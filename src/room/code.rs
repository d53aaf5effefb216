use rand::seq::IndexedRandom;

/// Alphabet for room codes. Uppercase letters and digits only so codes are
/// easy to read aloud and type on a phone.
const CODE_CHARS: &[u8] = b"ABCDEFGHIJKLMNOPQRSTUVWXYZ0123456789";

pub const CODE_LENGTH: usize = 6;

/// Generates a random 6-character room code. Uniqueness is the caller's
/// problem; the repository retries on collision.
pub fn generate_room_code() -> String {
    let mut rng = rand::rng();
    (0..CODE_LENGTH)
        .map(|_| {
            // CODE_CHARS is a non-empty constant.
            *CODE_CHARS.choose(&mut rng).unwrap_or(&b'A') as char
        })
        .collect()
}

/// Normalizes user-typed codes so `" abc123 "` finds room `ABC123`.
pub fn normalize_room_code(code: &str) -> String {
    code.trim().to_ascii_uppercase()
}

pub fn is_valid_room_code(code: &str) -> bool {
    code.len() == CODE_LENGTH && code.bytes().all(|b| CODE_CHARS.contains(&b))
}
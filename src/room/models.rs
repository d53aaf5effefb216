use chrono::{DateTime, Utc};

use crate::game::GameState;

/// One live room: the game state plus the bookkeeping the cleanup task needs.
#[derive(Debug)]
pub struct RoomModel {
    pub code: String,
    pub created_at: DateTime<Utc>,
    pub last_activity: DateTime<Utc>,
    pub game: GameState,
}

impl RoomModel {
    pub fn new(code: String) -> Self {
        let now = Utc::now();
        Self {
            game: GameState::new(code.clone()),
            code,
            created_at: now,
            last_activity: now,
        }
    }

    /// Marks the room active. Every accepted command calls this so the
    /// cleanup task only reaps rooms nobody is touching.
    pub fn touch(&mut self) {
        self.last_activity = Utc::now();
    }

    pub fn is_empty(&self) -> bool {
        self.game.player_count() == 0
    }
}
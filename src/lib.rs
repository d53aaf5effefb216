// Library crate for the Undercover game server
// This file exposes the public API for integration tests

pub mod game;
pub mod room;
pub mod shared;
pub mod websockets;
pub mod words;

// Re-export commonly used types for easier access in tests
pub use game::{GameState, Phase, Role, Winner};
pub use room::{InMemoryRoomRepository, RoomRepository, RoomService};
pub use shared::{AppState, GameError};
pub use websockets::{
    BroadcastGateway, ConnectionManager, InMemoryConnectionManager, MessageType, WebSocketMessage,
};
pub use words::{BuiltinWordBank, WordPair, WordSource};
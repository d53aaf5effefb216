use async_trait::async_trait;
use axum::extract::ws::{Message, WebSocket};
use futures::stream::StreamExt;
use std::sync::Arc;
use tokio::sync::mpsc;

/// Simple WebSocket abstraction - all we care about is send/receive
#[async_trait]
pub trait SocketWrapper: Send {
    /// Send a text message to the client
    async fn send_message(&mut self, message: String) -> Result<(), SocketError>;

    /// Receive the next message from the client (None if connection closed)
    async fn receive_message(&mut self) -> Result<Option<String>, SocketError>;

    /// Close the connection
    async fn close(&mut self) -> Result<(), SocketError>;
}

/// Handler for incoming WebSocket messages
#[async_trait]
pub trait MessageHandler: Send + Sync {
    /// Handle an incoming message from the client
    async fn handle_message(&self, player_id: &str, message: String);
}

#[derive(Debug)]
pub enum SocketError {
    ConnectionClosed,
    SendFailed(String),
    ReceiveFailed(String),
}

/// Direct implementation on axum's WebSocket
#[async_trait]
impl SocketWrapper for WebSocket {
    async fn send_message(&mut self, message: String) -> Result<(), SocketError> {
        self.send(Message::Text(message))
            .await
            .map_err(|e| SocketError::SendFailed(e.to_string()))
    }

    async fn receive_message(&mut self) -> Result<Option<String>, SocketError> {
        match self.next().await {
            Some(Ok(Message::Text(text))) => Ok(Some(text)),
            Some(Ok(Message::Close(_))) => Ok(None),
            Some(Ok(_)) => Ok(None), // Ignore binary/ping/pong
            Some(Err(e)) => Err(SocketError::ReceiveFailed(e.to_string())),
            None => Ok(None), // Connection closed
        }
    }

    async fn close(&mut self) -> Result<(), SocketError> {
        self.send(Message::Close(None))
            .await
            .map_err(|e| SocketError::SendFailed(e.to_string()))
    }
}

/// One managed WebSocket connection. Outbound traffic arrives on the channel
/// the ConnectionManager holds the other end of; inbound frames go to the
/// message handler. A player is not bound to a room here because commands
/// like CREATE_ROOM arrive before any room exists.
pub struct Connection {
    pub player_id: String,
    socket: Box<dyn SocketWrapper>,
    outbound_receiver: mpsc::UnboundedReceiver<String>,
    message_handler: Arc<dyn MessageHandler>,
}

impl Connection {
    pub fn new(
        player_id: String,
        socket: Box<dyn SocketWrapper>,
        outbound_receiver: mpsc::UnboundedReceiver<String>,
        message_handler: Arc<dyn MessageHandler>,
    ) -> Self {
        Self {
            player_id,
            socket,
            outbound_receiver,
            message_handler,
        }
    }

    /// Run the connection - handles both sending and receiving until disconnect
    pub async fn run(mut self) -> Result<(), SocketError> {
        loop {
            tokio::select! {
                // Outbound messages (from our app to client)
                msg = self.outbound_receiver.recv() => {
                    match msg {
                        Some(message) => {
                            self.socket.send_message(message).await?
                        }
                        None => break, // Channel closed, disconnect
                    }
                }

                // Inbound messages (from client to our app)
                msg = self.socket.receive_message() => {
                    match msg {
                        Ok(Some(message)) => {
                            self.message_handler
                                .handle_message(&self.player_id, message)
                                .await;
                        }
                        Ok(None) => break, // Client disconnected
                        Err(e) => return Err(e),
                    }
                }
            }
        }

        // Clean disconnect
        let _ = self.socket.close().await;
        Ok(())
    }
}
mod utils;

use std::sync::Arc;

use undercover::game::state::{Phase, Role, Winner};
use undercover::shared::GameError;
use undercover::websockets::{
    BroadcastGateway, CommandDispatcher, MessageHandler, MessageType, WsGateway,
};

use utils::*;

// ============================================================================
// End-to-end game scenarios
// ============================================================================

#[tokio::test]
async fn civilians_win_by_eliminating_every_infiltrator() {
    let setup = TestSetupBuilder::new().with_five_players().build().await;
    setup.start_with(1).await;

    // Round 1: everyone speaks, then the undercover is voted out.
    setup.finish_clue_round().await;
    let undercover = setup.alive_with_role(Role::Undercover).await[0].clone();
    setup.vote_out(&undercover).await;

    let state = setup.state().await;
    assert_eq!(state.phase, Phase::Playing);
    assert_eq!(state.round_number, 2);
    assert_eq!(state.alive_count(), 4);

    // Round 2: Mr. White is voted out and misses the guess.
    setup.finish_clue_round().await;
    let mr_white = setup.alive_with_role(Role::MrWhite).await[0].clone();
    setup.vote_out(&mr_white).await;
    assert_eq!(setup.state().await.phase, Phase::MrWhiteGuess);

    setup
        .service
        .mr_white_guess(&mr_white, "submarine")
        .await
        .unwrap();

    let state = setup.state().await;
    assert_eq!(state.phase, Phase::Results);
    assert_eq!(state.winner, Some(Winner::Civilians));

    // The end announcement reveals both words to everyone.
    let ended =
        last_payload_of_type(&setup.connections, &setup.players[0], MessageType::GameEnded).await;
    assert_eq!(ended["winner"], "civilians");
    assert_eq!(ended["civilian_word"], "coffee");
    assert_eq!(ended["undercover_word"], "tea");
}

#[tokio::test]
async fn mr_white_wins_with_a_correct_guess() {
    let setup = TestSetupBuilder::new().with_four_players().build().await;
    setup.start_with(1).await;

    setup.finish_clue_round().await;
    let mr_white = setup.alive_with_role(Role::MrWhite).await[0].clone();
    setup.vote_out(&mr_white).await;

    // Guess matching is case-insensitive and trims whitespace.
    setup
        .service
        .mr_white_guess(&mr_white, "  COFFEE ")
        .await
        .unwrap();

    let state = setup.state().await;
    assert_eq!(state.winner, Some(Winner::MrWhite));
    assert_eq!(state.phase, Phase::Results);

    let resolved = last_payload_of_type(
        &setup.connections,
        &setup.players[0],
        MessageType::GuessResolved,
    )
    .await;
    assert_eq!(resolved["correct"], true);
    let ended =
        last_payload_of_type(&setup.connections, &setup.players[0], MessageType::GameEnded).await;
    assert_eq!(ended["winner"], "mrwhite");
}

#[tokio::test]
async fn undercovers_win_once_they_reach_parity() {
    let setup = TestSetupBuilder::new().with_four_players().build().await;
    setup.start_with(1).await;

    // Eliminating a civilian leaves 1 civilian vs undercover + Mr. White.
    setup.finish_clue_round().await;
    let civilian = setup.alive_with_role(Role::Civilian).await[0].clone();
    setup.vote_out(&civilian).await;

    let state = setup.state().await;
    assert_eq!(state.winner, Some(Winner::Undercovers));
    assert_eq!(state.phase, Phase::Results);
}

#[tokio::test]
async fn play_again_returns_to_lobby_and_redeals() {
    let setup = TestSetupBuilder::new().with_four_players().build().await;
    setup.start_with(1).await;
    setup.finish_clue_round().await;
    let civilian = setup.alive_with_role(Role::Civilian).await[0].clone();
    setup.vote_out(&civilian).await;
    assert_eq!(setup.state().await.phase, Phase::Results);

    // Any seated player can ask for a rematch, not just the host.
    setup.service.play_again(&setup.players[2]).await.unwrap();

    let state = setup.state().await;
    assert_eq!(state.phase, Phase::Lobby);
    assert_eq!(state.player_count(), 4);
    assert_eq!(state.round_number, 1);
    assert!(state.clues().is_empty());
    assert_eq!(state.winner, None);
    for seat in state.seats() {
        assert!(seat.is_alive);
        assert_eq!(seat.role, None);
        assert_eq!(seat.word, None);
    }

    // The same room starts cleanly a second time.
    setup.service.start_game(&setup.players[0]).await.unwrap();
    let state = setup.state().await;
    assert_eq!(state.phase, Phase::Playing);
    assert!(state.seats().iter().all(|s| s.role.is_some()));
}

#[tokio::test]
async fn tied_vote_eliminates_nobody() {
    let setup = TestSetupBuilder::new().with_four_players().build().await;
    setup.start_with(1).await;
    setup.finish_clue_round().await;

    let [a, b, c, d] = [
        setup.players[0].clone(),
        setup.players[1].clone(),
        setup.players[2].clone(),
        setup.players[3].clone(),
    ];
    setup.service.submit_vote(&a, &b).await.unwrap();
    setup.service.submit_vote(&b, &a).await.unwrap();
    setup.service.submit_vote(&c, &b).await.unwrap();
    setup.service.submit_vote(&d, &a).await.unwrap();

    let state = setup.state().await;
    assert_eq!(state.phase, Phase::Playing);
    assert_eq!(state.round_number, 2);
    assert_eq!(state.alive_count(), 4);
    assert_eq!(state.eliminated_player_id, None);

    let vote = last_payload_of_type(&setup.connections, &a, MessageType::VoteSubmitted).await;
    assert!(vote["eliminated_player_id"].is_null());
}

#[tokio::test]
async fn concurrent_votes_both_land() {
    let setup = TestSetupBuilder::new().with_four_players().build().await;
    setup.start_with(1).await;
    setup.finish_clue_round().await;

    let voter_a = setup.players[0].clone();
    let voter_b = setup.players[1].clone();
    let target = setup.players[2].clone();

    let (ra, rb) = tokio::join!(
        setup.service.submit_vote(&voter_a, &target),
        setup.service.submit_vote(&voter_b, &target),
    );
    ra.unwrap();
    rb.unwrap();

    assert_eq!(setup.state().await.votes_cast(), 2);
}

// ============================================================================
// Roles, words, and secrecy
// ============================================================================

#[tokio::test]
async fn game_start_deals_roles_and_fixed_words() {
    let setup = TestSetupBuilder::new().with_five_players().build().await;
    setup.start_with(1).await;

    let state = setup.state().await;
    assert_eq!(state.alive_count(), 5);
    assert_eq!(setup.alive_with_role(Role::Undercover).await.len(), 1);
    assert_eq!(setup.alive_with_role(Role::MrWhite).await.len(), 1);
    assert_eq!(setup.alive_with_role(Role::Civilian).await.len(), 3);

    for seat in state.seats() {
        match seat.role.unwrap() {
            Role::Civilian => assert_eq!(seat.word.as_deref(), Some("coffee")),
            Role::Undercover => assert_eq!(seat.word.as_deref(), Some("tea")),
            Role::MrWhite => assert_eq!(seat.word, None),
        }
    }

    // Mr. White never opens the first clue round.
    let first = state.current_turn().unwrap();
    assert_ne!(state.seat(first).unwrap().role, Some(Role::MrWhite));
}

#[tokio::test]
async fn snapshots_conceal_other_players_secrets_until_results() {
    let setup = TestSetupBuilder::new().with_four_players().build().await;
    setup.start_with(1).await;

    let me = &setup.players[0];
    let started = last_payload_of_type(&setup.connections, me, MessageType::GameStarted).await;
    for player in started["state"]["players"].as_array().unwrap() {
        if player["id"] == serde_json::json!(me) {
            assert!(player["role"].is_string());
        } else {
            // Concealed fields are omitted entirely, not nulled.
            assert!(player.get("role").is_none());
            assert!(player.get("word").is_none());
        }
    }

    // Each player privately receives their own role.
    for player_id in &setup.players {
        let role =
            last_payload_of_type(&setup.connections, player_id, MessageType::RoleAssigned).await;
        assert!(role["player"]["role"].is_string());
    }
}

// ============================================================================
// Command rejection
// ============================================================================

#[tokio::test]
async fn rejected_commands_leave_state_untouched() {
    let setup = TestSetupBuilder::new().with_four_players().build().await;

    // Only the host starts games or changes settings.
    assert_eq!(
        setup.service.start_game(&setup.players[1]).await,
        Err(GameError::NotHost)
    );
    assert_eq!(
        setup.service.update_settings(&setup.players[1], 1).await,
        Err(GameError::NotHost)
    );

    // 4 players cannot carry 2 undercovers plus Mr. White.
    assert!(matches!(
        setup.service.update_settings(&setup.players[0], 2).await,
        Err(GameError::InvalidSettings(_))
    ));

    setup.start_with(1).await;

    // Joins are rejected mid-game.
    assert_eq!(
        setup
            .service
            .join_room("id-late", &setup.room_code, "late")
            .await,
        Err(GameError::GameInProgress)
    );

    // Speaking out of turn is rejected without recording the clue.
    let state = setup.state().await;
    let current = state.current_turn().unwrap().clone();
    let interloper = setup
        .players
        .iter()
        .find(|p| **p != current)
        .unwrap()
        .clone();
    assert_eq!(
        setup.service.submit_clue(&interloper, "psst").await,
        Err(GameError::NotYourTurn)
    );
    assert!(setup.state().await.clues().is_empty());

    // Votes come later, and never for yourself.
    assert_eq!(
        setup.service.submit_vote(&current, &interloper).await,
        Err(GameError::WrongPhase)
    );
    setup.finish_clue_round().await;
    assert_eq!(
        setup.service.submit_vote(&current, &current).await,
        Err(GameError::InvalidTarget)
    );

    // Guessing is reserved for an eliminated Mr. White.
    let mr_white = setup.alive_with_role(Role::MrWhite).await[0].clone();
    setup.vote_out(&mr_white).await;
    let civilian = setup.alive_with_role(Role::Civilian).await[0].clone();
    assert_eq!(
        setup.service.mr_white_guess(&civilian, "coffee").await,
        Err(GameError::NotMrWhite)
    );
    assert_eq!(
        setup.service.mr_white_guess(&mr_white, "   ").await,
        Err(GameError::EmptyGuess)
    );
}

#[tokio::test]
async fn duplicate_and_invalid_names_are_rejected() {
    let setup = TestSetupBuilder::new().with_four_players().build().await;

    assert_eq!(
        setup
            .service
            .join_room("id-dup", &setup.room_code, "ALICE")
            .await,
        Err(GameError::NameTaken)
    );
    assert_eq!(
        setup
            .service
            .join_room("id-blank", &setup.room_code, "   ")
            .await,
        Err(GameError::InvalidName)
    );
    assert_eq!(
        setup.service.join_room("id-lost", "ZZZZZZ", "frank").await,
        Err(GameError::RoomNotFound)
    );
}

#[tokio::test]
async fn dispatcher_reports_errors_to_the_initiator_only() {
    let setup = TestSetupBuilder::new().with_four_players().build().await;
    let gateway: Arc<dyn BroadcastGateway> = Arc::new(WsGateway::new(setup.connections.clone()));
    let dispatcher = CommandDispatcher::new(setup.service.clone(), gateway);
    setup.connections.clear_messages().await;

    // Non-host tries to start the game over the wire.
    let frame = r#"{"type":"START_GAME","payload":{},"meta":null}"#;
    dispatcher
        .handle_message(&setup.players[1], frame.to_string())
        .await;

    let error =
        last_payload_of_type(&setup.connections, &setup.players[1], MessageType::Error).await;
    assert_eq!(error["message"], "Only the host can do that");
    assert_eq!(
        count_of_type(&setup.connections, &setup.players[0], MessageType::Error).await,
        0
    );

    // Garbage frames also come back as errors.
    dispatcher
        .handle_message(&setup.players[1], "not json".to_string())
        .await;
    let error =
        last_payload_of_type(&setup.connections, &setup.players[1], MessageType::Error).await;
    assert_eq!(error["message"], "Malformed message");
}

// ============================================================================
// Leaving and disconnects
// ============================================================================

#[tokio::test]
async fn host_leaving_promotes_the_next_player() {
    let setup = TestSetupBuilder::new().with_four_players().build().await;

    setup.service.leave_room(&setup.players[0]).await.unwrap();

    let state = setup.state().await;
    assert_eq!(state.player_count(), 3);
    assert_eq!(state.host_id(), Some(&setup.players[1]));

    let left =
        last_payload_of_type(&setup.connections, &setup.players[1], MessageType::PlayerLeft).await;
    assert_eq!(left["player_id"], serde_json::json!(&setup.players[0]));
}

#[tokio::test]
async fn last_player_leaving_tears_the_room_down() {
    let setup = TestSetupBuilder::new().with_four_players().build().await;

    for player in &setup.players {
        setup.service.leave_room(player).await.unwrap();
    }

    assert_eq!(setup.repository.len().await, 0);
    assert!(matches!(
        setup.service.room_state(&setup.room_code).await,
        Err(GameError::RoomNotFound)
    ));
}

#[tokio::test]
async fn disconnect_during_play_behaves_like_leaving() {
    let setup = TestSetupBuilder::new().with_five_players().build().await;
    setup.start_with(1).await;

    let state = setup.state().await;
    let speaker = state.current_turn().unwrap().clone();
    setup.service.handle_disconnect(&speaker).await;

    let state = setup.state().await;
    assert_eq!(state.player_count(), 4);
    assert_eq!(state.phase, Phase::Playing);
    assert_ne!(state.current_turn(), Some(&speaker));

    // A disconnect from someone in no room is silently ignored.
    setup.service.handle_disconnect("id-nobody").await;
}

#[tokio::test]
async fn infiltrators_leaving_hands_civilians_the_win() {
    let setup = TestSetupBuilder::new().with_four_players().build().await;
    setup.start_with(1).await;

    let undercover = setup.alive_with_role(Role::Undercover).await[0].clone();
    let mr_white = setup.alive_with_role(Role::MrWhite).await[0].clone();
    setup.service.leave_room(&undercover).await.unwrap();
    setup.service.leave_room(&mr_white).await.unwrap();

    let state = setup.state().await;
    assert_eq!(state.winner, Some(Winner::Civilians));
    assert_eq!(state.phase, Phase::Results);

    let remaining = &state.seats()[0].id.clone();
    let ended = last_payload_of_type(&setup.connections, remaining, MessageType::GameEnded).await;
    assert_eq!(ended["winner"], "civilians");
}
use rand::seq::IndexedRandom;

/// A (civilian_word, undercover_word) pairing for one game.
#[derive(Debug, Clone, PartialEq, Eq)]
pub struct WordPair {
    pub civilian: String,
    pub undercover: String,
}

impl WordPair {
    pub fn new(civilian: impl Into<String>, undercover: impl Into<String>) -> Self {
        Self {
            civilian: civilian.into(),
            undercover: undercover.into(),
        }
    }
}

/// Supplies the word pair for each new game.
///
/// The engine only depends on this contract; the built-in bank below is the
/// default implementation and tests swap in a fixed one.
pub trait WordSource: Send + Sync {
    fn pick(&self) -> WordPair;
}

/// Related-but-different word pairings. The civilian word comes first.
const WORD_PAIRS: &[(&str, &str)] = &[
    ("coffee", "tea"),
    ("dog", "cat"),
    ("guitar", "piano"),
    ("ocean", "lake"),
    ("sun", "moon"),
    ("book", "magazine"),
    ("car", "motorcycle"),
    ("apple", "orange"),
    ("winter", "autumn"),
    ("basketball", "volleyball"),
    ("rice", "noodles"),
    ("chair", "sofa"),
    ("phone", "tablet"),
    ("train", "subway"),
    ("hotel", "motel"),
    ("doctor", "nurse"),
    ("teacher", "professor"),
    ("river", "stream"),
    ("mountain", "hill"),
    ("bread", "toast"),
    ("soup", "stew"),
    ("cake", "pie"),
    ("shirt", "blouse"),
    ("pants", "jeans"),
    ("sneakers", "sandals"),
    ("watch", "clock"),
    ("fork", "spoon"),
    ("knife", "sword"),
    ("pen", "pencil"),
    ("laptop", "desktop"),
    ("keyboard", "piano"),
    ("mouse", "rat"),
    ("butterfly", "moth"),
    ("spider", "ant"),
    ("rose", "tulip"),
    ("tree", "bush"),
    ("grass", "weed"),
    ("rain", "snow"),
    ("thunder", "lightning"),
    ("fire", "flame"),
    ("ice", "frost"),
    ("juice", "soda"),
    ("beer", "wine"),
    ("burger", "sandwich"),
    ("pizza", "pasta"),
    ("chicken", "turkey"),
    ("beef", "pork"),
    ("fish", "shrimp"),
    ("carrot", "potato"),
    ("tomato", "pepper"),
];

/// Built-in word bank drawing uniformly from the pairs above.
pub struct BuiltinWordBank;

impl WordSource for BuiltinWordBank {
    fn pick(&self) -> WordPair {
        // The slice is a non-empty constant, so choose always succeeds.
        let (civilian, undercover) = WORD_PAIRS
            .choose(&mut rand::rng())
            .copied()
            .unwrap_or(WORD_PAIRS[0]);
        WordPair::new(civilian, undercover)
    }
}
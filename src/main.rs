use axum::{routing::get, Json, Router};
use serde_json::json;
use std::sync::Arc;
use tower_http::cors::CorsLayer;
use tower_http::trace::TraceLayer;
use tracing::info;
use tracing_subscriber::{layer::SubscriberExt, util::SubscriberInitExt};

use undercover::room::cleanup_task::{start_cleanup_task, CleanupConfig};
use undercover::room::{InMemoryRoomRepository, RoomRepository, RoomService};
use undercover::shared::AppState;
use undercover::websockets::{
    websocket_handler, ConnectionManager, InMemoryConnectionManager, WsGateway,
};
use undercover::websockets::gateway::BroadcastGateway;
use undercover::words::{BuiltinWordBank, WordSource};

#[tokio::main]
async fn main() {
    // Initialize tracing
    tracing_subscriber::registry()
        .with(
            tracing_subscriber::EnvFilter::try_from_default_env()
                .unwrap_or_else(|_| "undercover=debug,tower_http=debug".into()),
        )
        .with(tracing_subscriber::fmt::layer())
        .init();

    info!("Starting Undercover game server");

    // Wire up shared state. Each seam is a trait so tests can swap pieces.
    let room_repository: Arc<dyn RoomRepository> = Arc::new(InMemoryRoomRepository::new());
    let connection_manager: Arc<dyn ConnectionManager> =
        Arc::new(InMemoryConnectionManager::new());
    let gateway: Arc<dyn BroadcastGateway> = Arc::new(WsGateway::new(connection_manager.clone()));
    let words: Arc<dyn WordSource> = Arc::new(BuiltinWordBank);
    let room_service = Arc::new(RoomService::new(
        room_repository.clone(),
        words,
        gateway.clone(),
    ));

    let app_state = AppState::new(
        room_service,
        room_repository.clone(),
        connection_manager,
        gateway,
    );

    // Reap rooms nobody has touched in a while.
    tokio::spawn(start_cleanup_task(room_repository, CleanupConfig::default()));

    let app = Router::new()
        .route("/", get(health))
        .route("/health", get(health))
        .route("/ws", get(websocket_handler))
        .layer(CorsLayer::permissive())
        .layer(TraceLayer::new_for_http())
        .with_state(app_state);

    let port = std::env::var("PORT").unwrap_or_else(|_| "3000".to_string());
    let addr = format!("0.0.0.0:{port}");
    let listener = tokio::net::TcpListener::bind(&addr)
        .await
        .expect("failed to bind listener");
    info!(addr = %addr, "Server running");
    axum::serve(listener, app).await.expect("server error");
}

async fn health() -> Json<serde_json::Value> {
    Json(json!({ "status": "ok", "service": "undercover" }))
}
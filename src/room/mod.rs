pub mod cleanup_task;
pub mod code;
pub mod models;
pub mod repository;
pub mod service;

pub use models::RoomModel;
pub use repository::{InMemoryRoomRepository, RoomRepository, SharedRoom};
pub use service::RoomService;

▶ [YOUR GOAL]
Note each line above that contains "WordPair" and copy it out.

▶ [TASK SOLUTION]
pub use words::{BuiltinWordBank, WordPair, WordSource};
pub struct WordPair {
impl WordPair {
    fn pick(&self) -> WordPair;
    fn pick(&self) -> WordPair {
        WordPair::new(civilian, undercover)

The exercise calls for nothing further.